In order to fit an SVM using a non-linear kernel, we once again use the ${\tt SVC()}$ function. However, now we use a different value of the parameter kernel. To fit an SVM with a polynomial kernel we use ${\tt kernel="poly"}$, and to fit an SVM with a radial kernel we use ${\tt kernel="rbf"}$. In the former case we also use the ${\tt degree}$ argument to specify a degree for the polynomial kernel, and in the latter case we use ${\tt gamma}$ to specify a value of $\gamma$ for the radial basis kernel.
Let's generate some data with a non-linear class boundary:
from sklearn.model_selection import train_test_split
np.random.seed(8)
X = np.random.randn(200,2)
X[:100] = X[:100] +2
X[101:150] = X[101:150] -2
y = np.concatenate([np.repeat(-1, 150), np.repeat(1,50)])
X_train, X_test, y_train, y_test = train_test_split(X, y, train_size=0.5, random_state=2)

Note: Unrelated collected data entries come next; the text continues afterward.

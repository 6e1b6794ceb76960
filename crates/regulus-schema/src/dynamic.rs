// Regulus Report - Benchmark log reporting pipeline
//
// Copyright (c) 2025 Regulus contributors.
//
// SPDX-License-Identifier: Apache-2.0
//
// Licensed under the Apache License, Version 2.0 (the "License");
// you may not use this file except in compliance with the License.
// You may obtain a copy of the License in the LICENSE file at the
// root of this repository or at: http://www.apache.org/licenses/LICENSE-2.0
//
// Unless required by applicable law or agreed to in writing, software
// distributed under the License is distributed on an "AS IS" BASIS,
// WITHOUT WARRANTIES OR CONDITIONS OF ANY KIND, either express or implied.
// See the License for the specific language governing permissions and
// limitations under the License.

//! Catalog that accepts ad hoc schema versions at runtime.

use parking_lot::RwLock;
use serde_json::{json, Value};
use std::collections::BTreeMap;
use std::sync::Arc;
use tracing::info;

use crate::definitions::JSON_SCHEMA_DIALECT;
use crate::error::{Result, SchemaError};
use crate::manager::{SchemaCatalog, SchemaManager};
use crate::version::{SchemaInfo, SchemaVersion};

/// Built-in generations plus custom versions registered by name.
///
/// Custom versions shadow built-in ones with the same name.
#[derive(Debug, Default)]
pub struct DynamicSchemaManager {
    builtin: SchemaManager,
    custom: RwLock<BTreeMap<String, Arc<Value>>>,
}

impl DynamicSchemaManager {
    pub fn new(version: SchemaVersion) -> Self {
        Self {
            builtin: SchemaManager::new(version),
            custom: RwLock::new(BTreeMap::new()),
        }
    }

    pub fn builtin(&self) -> &SchemaManager {
        &self.builtin
    }

    /// Register `schema` under `name`. A missing `$schema` key is filled in.
    pub fn add_custom_schema(&self, name: &str, mut schema: Value) -> Result<()> {
        let object = schema.as_object_mut().ok_or_else(|| {
            SchemaError::InvalidDefinition(format!("custom schema {} must be a JSON object", name))
        })?;
        object
            .entry("$schema")
            .or_insert_with(|| json!(JSON_SCHEMA_DIALECT));

        self.custom.write().insert(name.to_string(), Arc::new(schema));
        info!(version = name, "registered custom schema");
        Ok(())
    }

    /// Derive `new_version` from `base` by merging the extension's
    /// `properties` and `required` lists into a copy of the base schema.
    pub fn extend_schema(&self, base: &str, extension: &Value, new_version: &str) -> Result<()> {
        let mut schema = self.schema(base)?.as_ref().clone();
        let target = schema.as_object_mut().ok_or_else(|| {
            SchemaError::InvalidDefinition(format!("schema {} is not a JSON object", base))
        })?;

        if let Some(extra) = extension.get("properties") {
            let extra = extra.as_object().ok_or_else(|| {
                SchemaError::InvalidDefinition("extension properties must be an object".to_string())
            })?;
            let properties = target
                .entry("properties")
                .or_insert_with(|| json!({}))
                .as_object_mut()
                .ok_or_else(|| {
                    SchemaError::InvalidDefinition(format!("schema {} has invalid properties", base))
                })?;
            for (key, value) in extra {
                properties.insert(key.clone(), value.clone());
            }
        }

        if let Some(extra) = extension.get("required") {
            let extra = extra.as_array().ok_or_else(|| {
                SchemaError::InvalidDefinition("extension required must be an array".to_string())
            })?;
            let required = target
                .entry("required")
                .or_insert_with(|| json!([]))
                .as_array_mut()
                .ok_or_else(|| {
                    SchemaError::InvalidDefinition(format!("schema {} has invalid required list", base))
                })?;
            for name in extra {
                if !required.contains(name) {
                    required.push(name.clone());
                }
            }
        }

        target.insert(
            "$id".to_string(),
            json!(format!("build-report-schema-{}.json", new_version)),
        );
        target.insert(
            "title".to_string(),
            json!(format!("Build Report Schema {}", new_version)),
        );

        self.custom
            .write()
            .insert(new_version.to_string(), Arc::new(schema));
        info!(base, version = new_version, "extended schema");
        Ok(())
    }

    /// Drop a custom version. Returns whether it existed.
    pub fn remove_custom_schema(&self, name: &str) -> bool {
        self.custom.write().remove(name).is_some()
    }

    pub fn custom_versions(&self) -> Vec<String> {
        self.custom.read().keys().cloned().collect()
    }
}

impl SchemaCatalog for DynamicSchemaManager {
    fn schema(&self, version: &str) -> Result<Arc<Value>> {
        if let Some(schema) = self.custom.read().get(version) {
            return Ok(Arc::clone(schema));
        }
        self.builtin.schema(version)
    }

    fn versions(&self) -> Vec<String> {
        let mut versions = self.builtin.versions();
        for name in self.custom_versions() {
            if !versions.contains(&name) {
                versions.push(name);
            }
        }
        versions
    }

    fn schema_info(&self, version: &str) -> Result<SchemaInfo> {
        if let Some(schema) = self.custom.read().get(version) {
            let description = schema
                .get("description")
                .and_then(Value::as_str)
                .unwrap_or("Custom schema")
                .to_string();
            return Ok(SchemaInfo {
                version: version.to_string(),
                description,
                created_date: None,
                last_modified: None,
            });
        }
        self.builtin.schema_info(version)
    }

    fn current_version(&self) -> String {
        self.builtin.current_version()
    }
}

#[cfg(test)]
mod tests {
    use super::*;

    #[test]
    fn test_add_custom_schema_fills_dialect() {
        let manager = DynamicSchemaManager::default();
        manager
            .add_custom_schema("lab-1", json!({"type": "object", "description": "Lab reports"}))
            .unwrap();

        let schema = manager.schema("lab-1").unwrap();
        assert_eq!(schema["$schema"], JSON_SCHEMA_DIALECT);
        assert_eq!(manager.schema_info("lab-1").unwrap().description, "Lab reports");
        assert_eq!(manager.versions(), vec!["1.0", "1.1", "2.0", "lab-1"]);
    }

    #[test]
    fn test_non_object_custom_schema_is_rejected() {
        let manager = DynamicSchemaManager::default();
        assert!(matches!(
            manager.add_custom_schema("bad", json!("nope")),
            Err(SchemaError::InvalidDefinition(_))
        ));
    }

    #[test]
    fn test_extend_schema() {
        let manager = DynamicSchemaManager::default();
        let extension = json!({
            "properties": {"lab": {"type": "string"}},
            "required": ["lab", "results"]
        });
        manager.extend_schema("2.0", &extension, "2.0-lab").unwrap();

        let schema = manager.schema("2.0-lab").unwrap();
        assert_eq!(schema["$id"], "build-report-schema-2.0-lab.json");
        assert_eq!(schema["title"], "Build Report Schema 2.0-lab");
        assert_eq!(schema["properties"]["lab"]["type"], "string");
        let required = schema["required"].as_array().unwrap();
        assert_eq!(required.iter().filter(|r| *r == "results").count(), 1);
        assert!(required.contains(&json!("lab")));

        // The base document is untouched.
        assert!(manager.schema("2.0").unwrap()["properties"].get("lab").is_none());
    }

    #[test]
    fn test_extended_schema_validates() {
        let manager = DynamicSchemaManager::default();
        manager
            .extend_schema("1.0", &json!({"required": ["lab"]}), "1.0-lab")
            .unwrap();
        let doc = json!({
            "generation_info": {"total_results": 0, "timestamp": "t"},
            "results": [],
            "summary_by_benchmark": {}
        });
        let err = manager.validate(&doc, "1.0-lab").unwrap_err();
        assert_eq!(err.validation_errors(), ["$: missing required property 'lab'".to_string()]);
        manager.validate(&doc, "1.0").unwrap();
    }

    #[test]
    fn test_extend_unknown_base_fails() {
        let manager = DynamicSchemaManager::default();
        assert!(manager.extend_schema("0.1", &json!({}), "x").is_err());
    }

    #[test]
    fn test_remove_custom_schema() {
        let manager = DynamicSchemaManager::default();
        manager.add_custom_schema("tmp", json!({})).unwrap();
        assert!(manager.remove_custom_schema("tmp"));
        assert!(!manager.remove_custom_schema("tmp"));
        assert!(manager.schema("tmp").is_err());
    }
}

plt.scatter(X[:,0], X[:,1], s=70, c=y, cmap=mpl.cm.Paired)
plt.xlabel('X1')
plt.ylabel('X2')
See how one class is kind of stuck in the middle of another class? This suggests that we might want to use a radial kernel in our SVM. Now let's fit the training data using the ${\tt SVC()}$ function with a radial kernel and $\gamma = 1$:
svm = SVC(C=1.0, kernel='rbf', gamma=1)
svm.fit(X_train, y_train)
plot_svc(svm, X_test, y_test)
Not too shabby! The plot shows that the resulting SVM has a decidedly non-linear boundary. We can see from the figure that there are a fair number of training errors in this SVM fit. If we increase the value of cost, we can reduce the number of training errors:
# Increasing C parameter, allowing more flexibility
svm2 = SVC(C=100, kernel='rbf', gamma=1.0)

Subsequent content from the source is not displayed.